> EXERCISE REQUIREMENTS
The required output consists solely of the lines from the top of the listing through the line containing "if self.width == 0", transcribed exactly.

*** INFORMATION Section Begins ***

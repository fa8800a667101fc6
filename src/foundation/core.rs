use crate::foundation::error::{CollatzError, CollatzResult};

pub use kurbo::{Affine, Point, Rect};

/// 0-based index of a captured frame in an animation.
#[derive(
    Clone, Copy, Debug, PartialEq, Eq, PartialOrd, Ord, Hash, serde::Serialize, serde::Deserialize,
)]
pub struct FrameIndex(pub u64);

/// Frames-per-second represented as a rational `num/den`.
#[derive(Clone, Copy, Debug, PartialEq, Eq, serde::Serialize, serde::Deserialize)]
pub struct Fps {
    /// Numerator (frames).
    pub num: u32,
    /// Denominator (seconds), must be non-zero.
    pub den: u32,
}

impl Fps {
    /// Create a validated FPS value.
    pub fn new(num: u32, den: u32) -> CollatzResult<Self> {
        if den == 0 {
            return Err(CollatzError::validation("Fps den must be > 0"));
        }
        if num == 0 {
            return Err(CollatzError::validation("Fps num must be > 0"));
        }
        Ok(Self { num, den })
    }

    /// Whole-number frame rate.
    pub fn whole(fps: u32) -> CollatzResult<Self> {
        Self::new(fps, 1)
    }

    /// Convert frame count to seconds.
    pub fn frames_to_secs(self, frames: u64) -> f64 {
        (frames as f64) * f64::from(self.den) / f64::from(self.num)
    }
}

/// Output canvas dimensions in pixels.
#[derive(Clone, Copy, Debug, PartialEq, Eq, serde::Serialize, serde::Deserialize)]
pub struct Canvas {
    /// Width in pixels.
    pub width: u32,
    /// Height in pixels.
    pub height: u32,
}

impl Canvas {
    /// Reject empty canvases and sizes the CPU rasterizer cannot address.
    pub fn validate(self) -> CollatzResult<()> {
        if self.width == 0 || self.height == 0 {
            return Err(CollatzError::validation("canvas width/height must be non-zero"));
        }
        if self.width > u32::from(u16::MAX) || self.height > u32::from(u16::MAX) {
            return Err(CollatzError::validation(format!(
                "canvas {}x{} exceeds the maximum of {}x{}",
                self.width,
                self.height,
                u16::MAX,
                u16::MAX
            )));
        }
        Ok(())
    }
}

/// Premultiplied RGBA8 (r,g,b already multiplied by a).
#[derive(Clone, Copy, Debug, PartialEq, Eq, serde::Serialize, serde::Deserialize)]
pub struct Rgba8Premul {
    /// Red channel premultiplied by alpha.
    pub r: u8,
    /// Green channel premultiplied by alpha.
    pub g: u8,
    /// Blue channel premultiplied by alpha.
    pub b: u8,
    /// Alpha channel.
    pub a: u8,
}

impl Rgba8Premul {
    /// Convert straight-alpha RGBA8 into premultiplied RGBA8.
    pub fn from_straight_rgba(r: u8, g: u8, b: u8, a: u8) -> Self {
        fn premul(c: u8, a: u8) -> u8 {
            let c = u16::from(c);
            let a = u16::from(a);
            (((c * a) + 127) / 255) as u8
        }

        Self {
            r: premul(r, a),
            g: premul(g, a),
            b: premul(b, a),
            a,
        }
    }

    /// Channel bytes in `[r, g, b, a]` order.
    pub fn to_array(self) -> [u8; 4] {
        [self.r, self.g, self.b, self.a]
    }
}

#[cfg(test)]
mod tests {
    use super::*;

    #[test]
    fn fps_rejects_zero_parts() {
        assert!(Fps::new(0, 1).is_err());
        assert!(Fps::new(30, 0).is_err());
        let fps = Fps::whole(10).unwrap();
        assert!((fps.frames_to_secs(25) - 2.5).abs() < 1e-12);
    }

    #[test]
    fn canvas_validation_bounds() {
        assert!(Canvas { width: 0, height: 10 }.validate().is_err());
        assert!(Canvas { width: 70_000, height: 10 }.validate().is_err());
        assert!(Canvas { width: 640, height: 480 }.validate().is_ok());
    }

    #[test]
    fn premul_scales_color_channels() {
        let c = Rgba8Premul::from_straight_rgba(255, 128, 0, 128);
        assert_eq!(c.to_array(), [128, 64, 0, 128]);
    }
}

*** INFORMATION Section Ends ***

> TASK OUTPUT
repository fa8800a667101fc6
filename src/foundation/core.rs
use crate::foundation::error::{CollatzError, CollatzResult};

pub use kurbo::{Affine, Point, Rect};

/// 0-based index of a captured frame in an animation.
#[derive(
    Clone, Copy, Debug, PartialEq, Eq, PartialOrd, Ord, Hash, serde::Serialize, serde::Deserialize,
)]
pub struct FrameIndex(pub u64);

/// Frames-per-second represented as a rational `num/den`.
#[derive(Clone, Copy, Debug, PartialEq, Eq, serde::Serialize, serde::Deserialize)]
pub struct Fps {
    /// Numerator (frames).
    pub num: u32,
    /// Denominator (seconds), must be non-zero.
    pub den: u32,
}

impl Fps {
    /// Create a validated FPS value.
    pub fn new(num: u32, den: u32) -> CollatzResult<Self> {
        if den == 0 {
            return Err(CollatzError::validation("Fps den must be > 0"));
        }
        if num == 0 {
            return Err(CollatzError::validation("Fps num must be > 0"));
        }
        Ok(Self { num, den })
    }

    /// Whole-number frame rate.
    pub fn whole(fps: u32) -> CollatzResult<Self> {
        Self::new(fps, 1)
    }

    /// Convert frame count to seconds.
    pub fn frames_to_secs(self, frames: u64) -> f64 {
        (frames as f64) * f64::from(self.den) / f64::from(self.num)
    }
}

/// Output canvas dimensions in pixels.
#[derive(Clone, Copy, Debug, PartialEq, Eq, serde::Serialize, serde::Deserialize)]
pub struct Canvas {
    /// Width in pixels.
    pub width: u32,
    /// Height in pixels.
    pub height: u32,
}

impl Canvas {
    /// Reject empty canvases and sizes the CPU rasterizer cannot address.
    pub fn validate(self) -> CollatzResult<()> {
        if self.width == 0 || self.height == 0 {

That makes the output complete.